Sementara itu, aliran abolisionis melihat apa yang dilakukan aliran retensionis tidak mempunyai pengaruh kuat dan efektif untuk menekan angka kriminalitas. Aliran ini melihat pidana mati dari segi “conceptual concritization” yakni pidana mati harus disesuaikan dengan perubahan zaman dan kondisi strukturasi sosial kehidupan masyarakat.
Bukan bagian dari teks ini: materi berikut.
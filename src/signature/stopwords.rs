//! English stopword list used to filter key-concept tokens.
//!
//! Plain function words with no domain-specific signal; excluded from
//! `key_concepts` the same way `vestige_core::search::sanitize_fts5_query`
//! strips noise tokens before indexing.

pub const STOPWORDS: &[&str] = &[
    "the", "and", "for", "are", "but", "not", "you", "all", "can", "had", "her", "was", "one",
    "our", "out", "day", "get", "has", "him", "his", "how", "man", "new", "now", "old", "see",
    "two", "way", "who", "boy", "did", "its", "let", "put", "say", "she", "too", "use", "that",
    "with", "have", "this", "will", "your", "from", "they", "know", "want", "been", "good",
    "much", "some", "time", "very", "when", "come", "here", "just", "like", "long", "make",
    "many", "over", "such", "take", "than", "them", "well", "were", "what", "about", "after",
    "again", "could", "every", "first", "found", "great", "house", "large", "learn", "never",
    "other", "place", "plant", "point", "right", "small", "sound", "spell", "still", "study",
    "their", "there", "these", "thing", "think", "three", "water", "where", "which", "world",
    "would", "write", "being", "below", "between", "both", "during", "each", "into", "more",
    "most", "only", "same", "should", "through", "under", "until", "while", "because", "before",
    "does", "doing", "down", "further", "then", "those", "above", "against", "once", "ours",
    "ourselves", "yours", "yourself", "himself", "herself", "itself", "themselves", "having",
    "also", "any", "both", "few", "off", "own", "too", "very", "itis", "cant", "wont", "didnt",
];

pub fn is_stopword(token: &str) -> bool {
    STOPWORDS.contains(&token)
}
Untuk itu, dalam melihat kejahatan, selalu dikaitkan dengan pengaruh faktor-faktor perkembangan psikologis, sosiologis, ekonomi, politik, dan nilai nilai budaya yang tetap hidup dalam masyarakat.

Kembali ke soal hukuman mati, pengikut aliran ini selalu terjebak pada aliran positivisme legis, yang berasal dari aliran pemikiran hukum murni dan menafikan masalah-masalah yang berkaitan engan tentang filsafat moral, etika, hak asasi manusia apalagi berbicara sosiologi hukum.

Nah dengan statemen Jaksa Agung Abdurahman Saleh itu, kita menjadi tahu dimana positioningnya dalam filosofi hukum.